Monday, June 8, 2020

Tales From the Old New Land - More of the Opening

What is the Old New Land? Where is the Old New Land? We have no idea what it is or where to look or where we'll find it, but the material who, the how and the whither, the warp and weft, the length width depth and time, the dwelling foundations splendor and even eternity, are mere surface on the face of the deep. The Old New Land is the space between space, where exists possibility, plane, history, law, condition, and infinity; glory, law, lovingkindness, the sources of wisdom, and the crown of creation itself. If it exists at all, and of that existence there shall always be doubt, then it abides in that apogee of maximal cosmic tension to which we all arrive in the instant before the great celestial snap, a place of the world of no end that by wrestling to realize, we seem to bring tiny emanations down to our own, if only for a specific and small indeed finite time, if only in a specific and small indeed definite place. It is that land that within all actions seem motivated by greatness, and much in that brief instant even by goodness, for from that unboundedness of spheres above, we carry those best selves which comprise our share of the divine creation. Once we see it, we work, and we work, and we work, and we wait, and we wait, and we wait, but we're always thrown out of the Old New Land. 

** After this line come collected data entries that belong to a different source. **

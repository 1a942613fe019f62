//! Agent construction for the three review personas.
//!
//! Every agent gets its own rig Gemini agent (and therefore its own session)
//! built from one shared client. Nothing is shared between sessions.

pub mod rig_session;
pub mod session;

use anyhow::Result;
use rig::providers::gemini;

use crate::config::GuardConfig;
use crate::pipeline::ReviewAgents;
use crate::prompts;
use rig_session::GeminiSession;
use session::SessionAgent;

pub use session::{CompletionClient, Turn};

/// Builds persona agents from a validated `GuardConfig`.
///
/// rig spawns a tool server per agent, so every `build_*` method must be
/// called inside a Tokio runtime.
pub struct AgentFactory {
    client: gemini::Client,
    config: GuardConfig,
}

impl AgentFactory {
    pub fn new(config: &GuardConfig) -> Result<Self> {
        let client = config.build_client()?;
        Ok(Self {
            client,
            config: config.clone(),
        })
    }

    fn build_session(&self, name: &str, preamble: &str) -> SessionAgent {
        let agent = rig_session::build_persona_agent(&self.client, &self.config.model, name, preamble);
        SessionAgent::new(name, preamble, Box::new(GeminiSession::new(agent)))
            .with_timeout(self.config.request_timeout)
    }

    /// Legal analyst: extracts clauses verbatim.
    ///
    /// Must be called inside a Tokio runtime.
    pub fn build_analyst(&self) -> SessionAgent {
        self.build_session("Analyst", prompts::ANALYST_PREAMBLE)
    }

    /// Compliance officer auditing against `playbook`.
    ///
    /// Must be called inside a Tokio runtime.
    pub fn build_compliance(&self, playbook: &str) -> SessionAgent {
        self.build_session("Compliance", &prompts::compliance_preamble(playbook))
    }

    /// Negotiator: drafts redlines and the cover email.
    ///
    /// Must be called inside a Tokio runtime.
    pub fn build_negotiator(&self) -> SessionAgent {
        self.build_session("Negotiator", prompts::NEGOTIATOR_PREAMBLE)
    }

    /// Fresh agents for one pipeline run.
    ///
    /// Must be called inside a Tokio runtime.
    pub fn build_review_agents(&self, playbook: &str) -> ReviewAgents {
        ReviewAgents {
            analyst: self.build_analyst(),
            compliance: self.build_compliance(playbook),
            negotiator: self.build_negotiator(),
        }
    }
}

#[cfg(test)]
mod tests {
    use super::*;

    fn test_config() -> GuardConfig {
        GuardConfig::from_lookup(|var| (var == "GOOGLE_API_KEY").then(|| "test-key".to_string()))
            .expect("config with key")
    }

    #[tokio::test]
    async fn factory_builds_named_personas() {
        let factory = AgentFactory::new(&test_config()).expect("factory");
        let agents = factory.build_review_agents(prompts::POLICY_PLAYBOOK);

        assert_eq!(agents.analyst.name(), "Analyst");
        assert_eq!(agents.compliance.name(), "Compliance");
        assert_eq!(agents.negotiator.name(), "Negotiator");

        assert_eq!(agents.analyst.instruction(), prompts::ANALYST_PREAMBLE);
        assert!(agents.compliance.instruction().contains(prompts::POLICY_PLAYBOOK));
        assert!(agents.negotiator.transcript().is_empty());
    }
}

Tale Genesis: Reb Yaakov, Bransk, 1894

We begin in Bransk, 'Everyshtetl' Northeast Poland, comprising six-thousand inhabitants who are mostly farmers; half-Jewish, half-Christian, a locale of multicultural hicks from whence nobody of singular distinction ever hailed or created anything of note, except for the author's grandfather, Morris Tucker, formerly Meishel Tecoczki, and formerly before that Moshe Kharlap. 

The key event in Bransk history was in 1264, when occurred the historic 'Battle of Bransk' - pitting the poorly armed Yotvingians, a small Baltic tribe, against the mighty Krakovians, for whom the Polish city of Krakow was eponymously christened - latterly famed to anyone out there who cares as the capital of the Polish Renaissance, and genuinely adorned with sparkling Renaissance architecture and art which one would never associate with Poland. But Krakow would truly find its true fame in the personage of Karol Wojtila, latterly Pope John Paul II. 

One might think this battle merits sufficient distinction for mention in the illustrious archives of wikipedia because a David-like underdog crossed overwhelming odds to hammer Goliath with a mere slingshot. But no, the Krakovians massacred the Yotvingians at the Battle of Bransk, it was all over in two days, their general Komata, slaughtered along with the rest, and never again were the Yotvingians to plunder the Polish countryside.

All that we know of the Yotvingians is speculation, one of the thousands of peoples whose contributions to the world seem to be entirely oral, and therefore lost to the darkness of pre-history. But a bit of that speculation comes from Heroditus himself, Father of History, writing from his Athenian cultural paradise, who mentions a people called the Neuris who live near the Narew river in western Belarus and northeastern Poland, thought the mouth from which the Yotvingians emanated. But nothing truly definitive until a couple treaties in the 900s record that the Yotvingians joined the armies of Prince Igor, and later of Vladimir the Great, both of them ancestors of the Russian Czars. We don't even know if they were called the Yotvingians: they may have been called the Sudovians, and there is a separate line of documentation for the Sudovians whose pedigree begins in the 2nd Century AD with Ptolemy, writing from his particular cultural paradise in Alexandria. We hear not of the Sudovians for another thousand years until a Teutonic Knight treaty in 1260 refers to a tribe known as "Sudowite, Sudowia, in qua Sudowit." 

So we're not even sure if the Yotvingians and the Sudovians were the same tribe, but whomever they were, they were over shortly after their first definitive mentions. There was one eyeblink of glory in the 1260s when they managed to challenge the vaunted Krakovians, when they were led by a sovereign named Skomantas, who may in fact be the murdered general Komata, but seems to have lived more than twenty years past Komata's death. In 1263 Skomantas or Komata led the Yotvingians or Sudovians in a raid the city of Chelmno, known to Jews around the world as the town of Chelm, where all the stupidest Jews lived in the Pale of Settlement, and at some other unspecified year in that same period, raided the city of Pinsk, a very small city which in the Russian census of 1897 would be comprised of seventy-four percent Jews. Six hundred years after their glory, a similar census by Belarus in 1860 would list 30,929 inhabitants of the Belarus Grodno area as "Yatviags." 

The fate of Yotvingia is the fate of all things; one brief moment when all imagining seems possible, only for stark reality and all too common sense to plow itself through all possibility yet again, and thereafter tens of thousands live from generation to generation, passing on legends of barely remembered glories in past lifetimes and centuries to remember what might have been, and hope for what might still be.